Viele EU-Zulassungsanträge der letzten Jahre weisen Lücken auf: Zum Beispiel wurde Hinweisen auf negative Effekte nicht nachgegangen oder es wurden bestimmte Fragen erst gar nicht gestellt. Doch selbst im Vergleich mit diesem oft kritisierten Standard ist der Zulassungsantrag der BASF von ausgesprochen schlechter Qualität. Die EFSA listet in ihrer Stellungnahme 22 Seiten mit Bedenken der Mitgliedsstaaten auf, gibt aber dennoch grünes Licht. Hier nur einige Highlights:
Die Sicherheit als Futtermittel soll mit zwei Studien belegt werden. In der ersten enthielt die Nahrung von Ratten 90 Tage lang 5 Prozent gefriergetrocknete Kartoffeln. In anderen Fütterungsversuchen beträgt der GVO-Anteil bis zu 30 Prozent.

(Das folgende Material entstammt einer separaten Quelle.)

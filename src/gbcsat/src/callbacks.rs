/*****************************************************************************************[callbacks.rs]
Copyright (c) 2018-2018, Masaki Hara

Permission is hereby granted, free of charge, to any person obtaining a copy of this software and
associated documentation files (the "Software"), to deal in the Software without restriction,
including without limitation the rights to use, copy, modify, merge, publish, distribute,
sublicense, and/or sell copies of the Software, and to permit persons to whom the Software is
furnished to do so, subject to the following conditions:

The above copyright notice and this permission notice shall be included in all copies or
substantial portions of the Software.

THE SOFTWARE IS PROVIDED "AS IS", WITHOUT WARRANTY OF ANY KIND, EXPRESS OR IMPLIED, INCLUDING BUT
NOT LIMITED TO THE WARRANTIES OF MERCHANTABILITY, FITNESS FOR A PARTICULAR PURPOSE AND
NONINFRINGEMENT. IN NO EVENT SHALL THE AUTHORS OR COPYRIGHT HOLDERS BE LIABLE FOR ANY CLAIM,
DAMAGES OR OTHER LIABILITY, WHETHER IN AN ACTION OF CONTRACT, TORT OR OTHERWISE, ARISING FROM, OUT
OF OR IN CONNECTION WITH THE SOFTWARE OR THE USE OR OTHER DEALINGS IN THE SOFTWARE.
**************************************************************************************************/

use crate::clause::{lbool, Kind, Lit};

/// Basic callbacks to the solver
///
/// Typically intended for printing/statistics
pub trait Callbacks {
    /// Called before starting to solve
    fn on_start(&mut self) {}

    /// Called after a clause GC
    fn on_gc(&mut self, _old_size: usize, _new_size: usize) {}

    /// called regularly to indicate progress. The status is only computed
    /// if the callback actually wants it.
    fn on_progress<F>(&mut self, _f: F)
    where
        F: FnOnce() -> ProgressStatus,
    {
    }

    /// Called at each restart
    fn on_restart(&mut self) {}

    /// Called when a result is computed
    fn on_result(&mut self, _s: lbool) {}

    /// Called when a clause is added (learnt, or found by the discovery pass)
    fn on_new_clause(&mut self, _c: &[Lit], _k: Kind) {}

    /// Called when a clause is removed
    fn on_delete_clause(&mut self, _c: &[Lit]) {}

    /// Should we stop? called regularly for asynchronous interrupts and such
    fn stop(&self) -> bool {
        false
    }
}

/// Progress indicator from the SAT solver.
///
/// This is given to `Callbacks` regularly so it can log it somehow.
#[derive(Debug, Clone, Copy)]
pub struct ProgressStatus {
    pub conflicts: i32,
    pub dec_vars: i32,
    pub n_clauses: u64,
    pub n_clause_lits: i32,
    pub max_learnt: i32,
    pub n_learnt: u64,
    pub n_learnt_lits: f64,
    pub progress_estimate: f64,
}

/// Basic set of callbacks
///
/// Stores a function to `stop`, and optionally prints progress lines
pub struct Basic {
    stop: Option<Box<dyn Fn() -> bool>>, // to stop
    verbose: bool,
    n_gbc: u64,
}

impl Callbacks for Basic {
    fn on_start(&mut self) {
        if self.verbose {
            println!("c ============================[ Search Statistics ]==============================");
            println!("c | Conflicts |          ORIGINAL         |          LEARNT          | Progress |");
            println!("c |           |    Vars  Clauses Literals |    Limit  Clauses Lit/Cl |          |");
            println!("c ===============================================================================");
        }
    }

    fn on_progress<F>(&mut self, f: F)
    where
        F: FnOnce() -> ProgressStatus,
    {
        if self.verbose {
            let p = f();
            println!(
                "c | {:9} | {:7} {:8} {:8} | {:8} {:8} {:6.0} | {:6.3} % |",
                p.conflicts,
                p.dec_vars,
                p.n_clauses,
                p.n_clause_lits,
                p.max_learnt,
                p.n_learnt,
                p.n_learnt_lits,
                p.progress_estimate
            );
        }
    }

    fn on_result(&mut self, _s: lbool) {
        if self.verbose {
            println!("c ===============================================================================");
        }
    }

    fn on_new_clause(&mut self, _c: &[Lit], k: Kind) {
        if k == Kind::Gbc {
            self.n_gbc += 1;
        }
    }

    fn stop(&self) -> bool {
        match self.stop {
            None => false,
            Some(ref f) => f(),
        }
    }
}

impl Basic {
    /// Allocate a new set of callbacks
    pub fn new() -> Self {
        Basic {
            stop: None,
            verbose: false,
            n_gbc: 0,
        }
    }

    /// Set the `stop` function
    pub fn set_stop<F>(&mut self, f: F)
    where
        F: 'static + Fn() -> bool,
    {
        self.stop = Some(Box::new(f));
    }

    /// Print progress lines on stdout
    pub fn set_verbose(&mut self, b: bool) {
        self.verbose = b;
    }

    pub fn verbose(&self) -> bool {
        self.verbose
    }

    /// Number of globally blocked clauses seen so far
    pub fn n_gbc(&self) -> u64 {
        self.n_gbc
    }
}

impl Default for Basic {
    fn default() -> Self {
        Basic::new()
    }
}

Doch selbst mit diesem geringen Anteil und in dem kurzen Zeitraum, ließen sich negative gesundheitliche Effekte feststellen. Rattenweibchen zeigten signifikant veränderte Werte in Bezug auf ihre weißen Blutkörperchen und ein verändertes Gewicht der Milz. Diese Unterschiede wurden jedoch nicht weiter untersucht.
In einer zweiten Studie wurden in zwei Versuchsreihen jeweils sechzehn Kühe für acht Wochen mit gentechnisch veränderter Kartoffelpulpe gefüttert. Kartoffelpulpe ist das Abfallprodukt der industriellen Stärkegewinnung. Bei dem Versuch wurden keine Gesundheitsparameter wie zum Beispiel Blut oder Urin untersucht sondern lediglich das Gewicht der Tiere gemessen. Außerdem handelte es sich um eine Kuhrasse, die auf reine Milchleistung gezüchtet und für die Mast ungeeignet ist. Die Aussagekraft dieser Studie ist in etwa so groß, als würde man die Sicherheit eines Oldtimers dadurch bestimmen, wie schnell er von 0 auf 100 beschleunigt, ohne die Bremsen und Abgasemissionen zu messen.
In dem gesamten Zulassungsverfahren wurde kein Versuch mit frischen Kartoffeln unternommen, weder roh so, wie sie an Kühe verfüttert werden oder wie sie Wildtiere auf dem Acker fressen könnten, noch gekocht, so wie sie in der menschlichen Nahrung vorliegen könnten.
.. um Aussagen über die Umweltverträglichkeit zu treffen
Um die Umweltstudien ist es noch schlechter gestellt. Auch hier wurden zwei Versuche vorgelegt. In dem einen wurde die Anzahl der Athropoden (Insekten und andere Gliedertiere) auf Versuchsflächen gezählt. In dem Versuch wurden keine Unterschiede festgestellt - allerdings wurden die Flächen während des Versuchs wiederholt mit Insektiziden behandelt. So lassen sich kaum aussagekräftige Werte feststellen.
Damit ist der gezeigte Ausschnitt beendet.